Council Initiated Project Culminates in Henry Luce Grant for Weisenfeld

January 9, 2021
Photo: Denise Applewhite

On December 1, Judith Weisenfeld and colleagues at the University of Pennsylvania and Washington University in St. Louis, received a $1 million grant from the Henry Luce Foundation for The Crossroads Project to advance public understanding of the history, politics and cultures of African American religions. The project was sparked in February by conversations from the African American Religious Studies Workshop which was supported by the Humanities Council’s Stewart Fund for Religion. The four-year collaborative project will highlight diverse traditions, past and present — including how Black religious leaders and communities have responded to COVID-19, climate and environmental crises, and struggles for racial justice. 

The Crossroads Project is housed in Princeton’s Center for the Study of Religion (CSR) and includes the development of resources for students, teachers and interested members of the public; and a mentoring program for graduate students and early-career scholars, including a postdoctoral fellowship at Princeton.

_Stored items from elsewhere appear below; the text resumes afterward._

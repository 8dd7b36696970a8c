//! Token definitions

use logos::Logos;

/// Arithmetic expression token
#[derive(Logos, Debug, Clone, PartialEq)]
#[logos(skip r"[ \t\n\r]+")]
pub enum Token {
    // Word operators
    #[token("and")]
    And,
    #[token("or")]
    Or,
    #[token("not")]
    Not,

    #[regex(r"([0-9]+\.?[0-9]*|\.[0-9]+)([eE][+-]?[0-9]+)?", |lex| lex.slice().parse::<f64>().ok())]
    Number(f64),

    #[regex(r#""([^"\\]|\\.)*""#, |lex| unescape(lex.slice()))]
    #[regex(r#"'([^'\\]|\\.)*'"#, |lex| unescape(lex.slice()))]
    Str(String),

    #[regex(r"[a-zA-Z_][a-zA-Z0-9_]*", |lex| lex.slice().to_string(), priority = 1)]
    Ident(String),

    #[token("(")]
    LParen,
    #[token(")")]
    RParen,
    #[token(",")]
    Comma,
    #[token("?")]
    Question,
    #[token(":")]
    Colon,

    #[token("+")]
    Plus,
    #[token("-")]
    Minus,
    #[token("*")]
    Star,
    #[token("/")]
    Slash,
    #[token("%")]
    Percent,
    #[token("^")]
    Caret,
    #[token("!")]
    Bang,

    #[token("==")]
    EqEq,
    #[token("!=")]
    NotEq,
    #[token("<")]
    Lt,
    #[token(">")]
    Gt,
    #[token("<=")]
    LtEq,
    #[token(">=")]
    GtEq,
}

/// Strip the surrounding quotes and resolve backslash escapes
fn unescape(slice: &str) -> String {
    let inner = &slice[1..slice.len() - 1];
    let mut result = String::with_capacity(inner.len());
    let mut chars = inner.chars();
    while let Some(c) = chars.next() {
        if c != '\\' {
            result.push(c);
            continue;
        }
        match chars.next() {
            Some('n') => result.push('\n'),
            Some('t') => result.push('\t'),
            Some('r') => result.push('\r'),
            Some(other) => result.push(other),
            None => result.push('\\'),
        }
    }
    result
}

impl std::fmt::Display for Token {
    fn fmt(&self, f: &mut std::fmt::Formatter<'_>) -> std::fmt::Result {
        match self {
            Token::And => write!(f, "and"),
            Token::Or => write!(f, "or"),
            Token::Not => write!(f, "not"),
            Token::Number(n) => write!(f, "{n}"),
            Token::Str(s) => write!(f, "{s:?}"),
            Token::Ident(name) => match crate::template::original_name(name) {
                Some(var) => write!(f, "{{{{{var}}}}}"),
                None => write!(f, "{name}"),
            },
            Token::LParen => write!(f, "("),
            Token::RParen => write!(f, ")"),
            Token::Comma => write!(f, ","),
            Token::Question => write!(f, "?"),
            Token::Colon => write!(f, ":"),
            Token::Plus => write!(f, "+"),
            Token::Minus => write!(f, "-"),
            Token::Star => write!(f, "*"),
            Token::Slash => write!(f, "/"),
            Token::Percent => write!(f, "%"),
            Token::Caret => write!(f, "^"),
            Token::Bang => write!(f, "!"),
            Token::EqEq => write!(f, "=="),
            Token::NotEq => write!(f, "!="),
            Token::Lt => write!(f, "<"),
            Token::Gt => write!(f, ">"),
            Token::LtEq => write!(f, "<="),
            Token::GtEq => write!(f, ">="),
        }
    }
}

Read more on the CSR website.

“The Crossroads Project responds to significant questions and challenges Americans face in our current moment regarding the relationship among race, religion and national identity, and the Henry Luce Foundation’s support represents a major investment in advancing the public conversation around these vital issues,” Weisenfeld said. “The project grows, in part, out of my own research on the complex interplay between Black religious experience and American society and culture, and I am eager to continue this work in a collaborative, multidisciplinary project.”

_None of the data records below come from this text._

//! Market index quotes with a short-lived cache

use crate::clients::IndexQuoteSource;
use common::IndexQuote;
use parking_lot::RwLock;
use std::sync::Arc;
use std::time::Duration;
use tokio::time::Instant;
use tracing::{debug, warn};

/// Indices shown on the dashboard: (symbol, display name)
pub const TRACKED_INDICES: [(&str, &str); 3] = [
    ("^NSEI", "NIFTY 50"),
    ("^BSESN", "SENSEX"),
    ("^NSEBANK", "BANK NIFTY"),
];

/// Default freshness window
pub const DEFAULT_INDEX_TTL: Duration = Duration::from_secs(5 * 60);

#[derive(Debug)]
struct Snapshot {
    quotes: Vec<IndexQuote>,
    fetched_at: Instant,
}

/// Cache of the tracked index quotes
pub struct MarketIndexCache {
    source: Arc<dyn IndexQuoteSource>,
    ttl: Duration,
    snapshot: RwLock<Option<Snapshot>>,
}

impl std::fmt::Debug for MarketIndexCache {
    fn fmt(&self, f: &mut std::fmt::Formatter<'_>) -> std::fmt::Result {
        f.debug_struct("MarketIndexCache")
            .field("ttl", &self.ttl)
            .field("cached", &self.snapshot.read().as_ref().map(|s| s.quotes.len()))
            .finish()
    }
}

impl MarketIndexCache {
    #[must_use]
    pub fn new(source: Arc<dyn IndexQuoteSource>, ttl: Duration) -> Self {
        Self {
            source,
            ttl,
            snapshot: RwLock::new(None),
        }
    }

    fn fresh(&self) -> Option<Vec<IndexQuote>> {
        let snapshot = self.snapshot.read();
        snapshot
            .as_ref()
            .filter(|s| s.fetched_at.elapsed() < self.ttl)
            .map(|s| s.quotes.clone())
    }

    /// Quotes for the tracked indices
    ///
    /// Serves the cached quotes while fresh unless `force_refresh` is set.
    /// Indices that fail to fetch are skipped; the cache is replaced only when
    /// at least one index was fetched, otherwise the previous quotes (possibly
    /// none) are returned.
    pub async fn fetch_indices(&self, force_refresh: bool) -> Vec<IndexQuote> {
        if !force_refresh {
            if let Some(quotes) = self.fresh() {
                debug!("serving cached index quotes");
                return quotes;
            }
        }

        let mut quotes = Vec::with_capacity(TRACKED_INDICES.len());
        for (symbol, name) in TRACKED_INDICES {
            match self.source.fetch_index_quote(symbol, name).await {
                Ok(quote) => quotes.push(quote),
                Err(e) => warn!(symbol, error = %e, "index quote unavailable"),
            }
        }

        if quotes.is_empty() {
            return self.cached().unwrap_or_default();
        }

        *self.snapshot.write() = Some(Snapshot {
            quotes: quotes.clone(),
            fetched_at: Instant::now(),
        });
        quotes
    }

    /// Last fetched quotes regardless of age
    #[must_use]
    pub fn cached(&self) -> Option<Vec<IndexQuote>> {
        self.snapshot.read().as_ref().map(|s| s.quotes.clone())
    }

    /// Last fetched quotes, or fixed fallback values when nothing was fetched
    #[must_use]
    pub fn cached_or_default(&self) -> Vec<IndexQuote> {
        self.cached().unwrap_or_else(default_quotes)
    }
}

/// Fallback quotes shown before any live data arrives
#[must_use]
pub fn default_quotes() -> Vec<IndexQuote> {
    let quote = |symbol: &str, name: &str, price: f64, change: f64, change_percent: f64| {
        IndexQuote {
            symbol: symbol.to_string(),
            name: name.to_string(),
            price,
            change,
            change_percent,
        }
    };
    vec![
        quote("^NSEI", "NIFTY 50", 22_475.22, 138.49, 0.62),
        quote("^BSESN", "SENSEX", 73_906.15, 426.18, 0.58),
        quote("^NSEBANK", "BANK NIFTY", 48_285.45, -58.01, -0.12),
    ]
}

In a University homepage feature, Weisenfeld, the Agate Brown and George L. Collord Professor of Religion and chair of the Department of Religion, explains how psychiatry was used to subjugate Blacks following Emancipation and exposes ways in which white Southern physicians’ prejudices regarding African American religious practices fueled the rise of theories about race-based susceptibility to mental illness. Echoes of these theories persist today and are evident in discussions about why Blacks disproportionately get sick and die from COVID-19.